• **Activity**: Search the entries for the word "your". Copy every line where it turns up.

Stored items:
■ ■ ■ ■ ■ ■ ■

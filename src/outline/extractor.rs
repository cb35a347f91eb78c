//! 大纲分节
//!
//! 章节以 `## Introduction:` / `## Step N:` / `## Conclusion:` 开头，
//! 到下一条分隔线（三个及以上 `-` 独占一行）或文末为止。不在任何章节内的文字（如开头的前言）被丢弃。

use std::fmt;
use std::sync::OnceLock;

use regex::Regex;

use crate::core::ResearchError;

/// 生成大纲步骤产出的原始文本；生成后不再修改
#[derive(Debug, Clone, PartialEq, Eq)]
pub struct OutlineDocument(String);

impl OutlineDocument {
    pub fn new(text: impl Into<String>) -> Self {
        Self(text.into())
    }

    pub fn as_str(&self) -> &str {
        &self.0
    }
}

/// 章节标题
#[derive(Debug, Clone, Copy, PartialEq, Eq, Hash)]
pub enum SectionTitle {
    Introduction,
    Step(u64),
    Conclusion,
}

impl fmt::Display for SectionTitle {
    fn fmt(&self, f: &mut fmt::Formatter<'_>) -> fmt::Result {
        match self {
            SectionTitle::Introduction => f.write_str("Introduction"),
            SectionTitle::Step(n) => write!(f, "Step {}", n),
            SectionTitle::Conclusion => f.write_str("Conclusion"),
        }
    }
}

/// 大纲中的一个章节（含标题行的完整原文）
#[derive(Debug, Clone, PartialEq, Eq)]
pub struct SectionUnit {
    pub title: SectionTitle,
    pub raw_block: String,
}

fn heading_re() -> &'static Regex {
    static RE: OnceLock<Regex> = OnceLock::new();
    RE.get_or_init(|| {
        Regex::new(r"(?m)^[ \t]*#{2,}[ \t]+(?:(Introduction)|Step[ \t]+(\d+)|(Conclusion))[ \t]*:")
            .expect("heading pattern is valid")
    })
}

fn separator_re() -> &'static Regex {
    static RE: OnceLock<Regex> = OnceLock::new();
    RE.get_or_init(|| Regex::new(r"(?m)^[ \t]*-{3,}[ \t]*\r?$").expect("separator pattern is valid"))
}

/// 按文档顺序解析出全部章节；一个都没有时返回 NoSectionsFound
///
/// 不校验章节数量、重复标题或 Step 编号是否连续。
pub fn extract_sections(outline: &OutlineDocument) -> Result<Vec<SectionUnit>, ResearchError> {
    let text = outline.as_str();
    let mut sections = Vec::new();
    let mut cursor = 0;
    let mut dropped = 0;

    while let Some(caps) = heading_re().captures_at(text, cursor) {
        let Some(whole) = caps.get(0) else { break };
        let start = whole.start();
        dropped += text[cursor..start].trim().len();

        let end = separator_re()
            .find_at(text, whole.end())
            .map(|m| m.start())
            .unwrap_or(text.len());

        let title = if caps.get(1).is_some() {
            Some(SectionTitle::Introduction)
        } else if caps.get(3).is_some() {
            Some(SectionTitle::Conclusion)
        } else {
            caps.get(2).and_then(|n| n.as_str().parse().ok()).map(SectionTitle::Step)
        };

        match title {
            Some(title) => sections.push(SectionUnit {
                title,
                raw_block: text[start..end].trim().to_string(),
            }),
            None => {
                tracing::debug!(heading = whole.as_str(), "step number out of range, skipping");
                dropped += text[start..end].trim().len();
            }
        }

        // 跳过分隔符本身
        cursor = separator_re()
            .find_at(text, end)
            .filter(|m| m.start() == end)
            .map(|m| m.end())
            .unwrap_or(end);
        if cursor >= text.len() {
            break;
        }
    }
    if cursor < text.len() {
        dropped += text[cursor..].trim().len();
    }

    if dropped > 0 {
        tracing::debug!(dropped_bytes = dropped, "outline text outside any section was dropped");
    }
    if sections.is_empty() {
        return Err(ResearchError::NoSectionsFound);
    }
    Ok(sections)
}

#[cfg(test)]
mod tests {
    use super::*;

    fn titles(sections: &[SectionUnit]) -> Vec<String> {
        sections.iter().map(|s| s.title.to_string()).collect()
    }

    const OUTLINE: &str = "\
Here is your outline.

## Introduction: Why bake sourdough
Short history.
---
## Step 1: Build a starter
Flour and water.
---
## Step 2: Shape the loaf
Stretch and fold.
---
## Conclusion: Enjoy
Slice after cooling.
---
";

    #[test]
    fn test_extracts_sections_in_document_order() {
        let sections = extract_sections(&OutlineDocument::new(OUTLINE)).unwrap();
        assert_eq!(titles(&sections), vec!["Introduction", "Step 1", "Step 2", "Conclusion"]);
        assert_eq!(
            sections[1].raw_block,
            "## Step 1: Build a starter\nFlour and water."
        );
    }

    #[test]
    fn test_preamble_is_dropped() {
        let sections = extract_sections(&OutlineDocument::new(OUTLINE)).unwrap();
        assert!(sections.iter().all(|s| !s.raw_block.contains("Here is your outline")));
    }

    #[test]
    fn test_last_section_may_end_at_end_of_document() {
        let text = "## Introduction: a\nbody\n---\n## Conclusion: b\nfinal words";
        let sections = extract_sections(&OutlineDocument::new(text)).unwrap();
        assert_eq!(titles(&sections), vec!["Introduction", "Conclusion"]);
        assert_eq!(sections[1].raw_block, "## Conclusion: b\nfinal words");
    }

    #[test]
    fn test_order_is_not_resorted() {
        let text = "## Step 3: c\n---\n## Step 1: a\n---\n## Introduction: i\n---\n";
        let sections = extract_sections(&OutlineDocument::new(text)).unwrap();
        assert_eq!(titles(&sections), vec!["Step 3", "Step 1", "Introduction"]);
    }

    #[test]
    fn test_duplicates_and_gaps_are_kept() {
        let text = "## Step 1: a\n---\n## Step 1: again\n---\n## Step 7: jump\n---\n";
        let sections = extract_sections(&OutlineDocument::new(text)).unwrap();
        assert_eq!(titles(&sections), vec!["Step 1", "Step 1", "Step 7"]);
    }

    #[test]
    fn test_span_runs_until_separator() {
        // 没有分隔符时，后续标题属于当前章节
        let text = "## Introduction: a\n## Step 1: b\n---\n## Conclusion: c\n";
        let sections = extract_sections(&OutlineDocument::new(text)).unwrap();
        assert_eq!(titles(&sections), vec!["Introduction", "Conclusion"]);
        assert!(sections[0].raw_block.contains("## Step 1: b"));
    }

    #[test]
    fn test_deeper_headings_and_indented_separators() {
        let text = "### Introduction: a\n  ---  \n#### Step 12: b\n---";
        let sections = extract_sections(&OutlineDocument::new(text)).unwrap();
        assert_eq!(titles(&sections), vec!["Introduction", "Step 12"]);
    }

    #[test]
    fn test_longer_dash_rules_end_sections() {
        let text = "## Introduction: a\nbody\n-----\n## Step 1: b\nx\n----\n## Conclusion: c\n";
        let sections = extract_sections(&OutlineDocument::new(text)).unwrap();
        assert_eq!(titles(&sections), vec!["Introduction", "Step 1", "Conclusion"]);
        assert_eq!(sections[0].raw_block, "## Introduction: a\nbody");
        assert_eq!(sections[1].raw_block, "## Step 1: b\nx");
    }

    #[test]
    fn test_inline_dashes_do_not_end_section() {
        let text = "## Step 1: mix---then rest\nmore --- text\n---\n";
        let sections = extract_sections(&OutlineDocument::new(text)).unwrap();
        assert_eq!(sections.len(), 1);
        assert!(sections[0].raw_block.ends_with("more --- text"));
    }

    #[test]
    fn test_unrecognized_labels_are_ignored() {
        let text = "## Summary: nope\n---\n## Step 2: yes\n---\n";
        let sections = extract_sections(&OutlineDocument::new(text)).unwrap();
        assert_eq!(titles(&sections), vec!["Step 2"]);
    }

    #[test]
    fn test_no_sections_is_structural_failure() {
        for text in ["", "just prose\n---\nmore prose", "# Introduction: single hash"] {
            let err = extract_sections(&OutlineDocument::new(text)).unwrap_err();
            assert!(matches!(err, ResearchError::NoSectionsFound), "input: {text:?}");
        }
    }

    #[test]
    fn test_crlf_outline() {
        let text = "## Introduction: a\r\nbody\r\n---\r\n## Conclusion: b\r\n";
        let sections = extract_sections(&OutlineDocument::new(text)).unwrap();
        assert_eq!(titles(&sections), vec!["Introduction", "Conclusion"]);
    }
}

■ ■ ■ ■ ■ ■ ■

• **Expected answer**:
Here is your outline.
        assert!(sections.iter().all(|s| !s.raw_block.contains("Here is your outline")));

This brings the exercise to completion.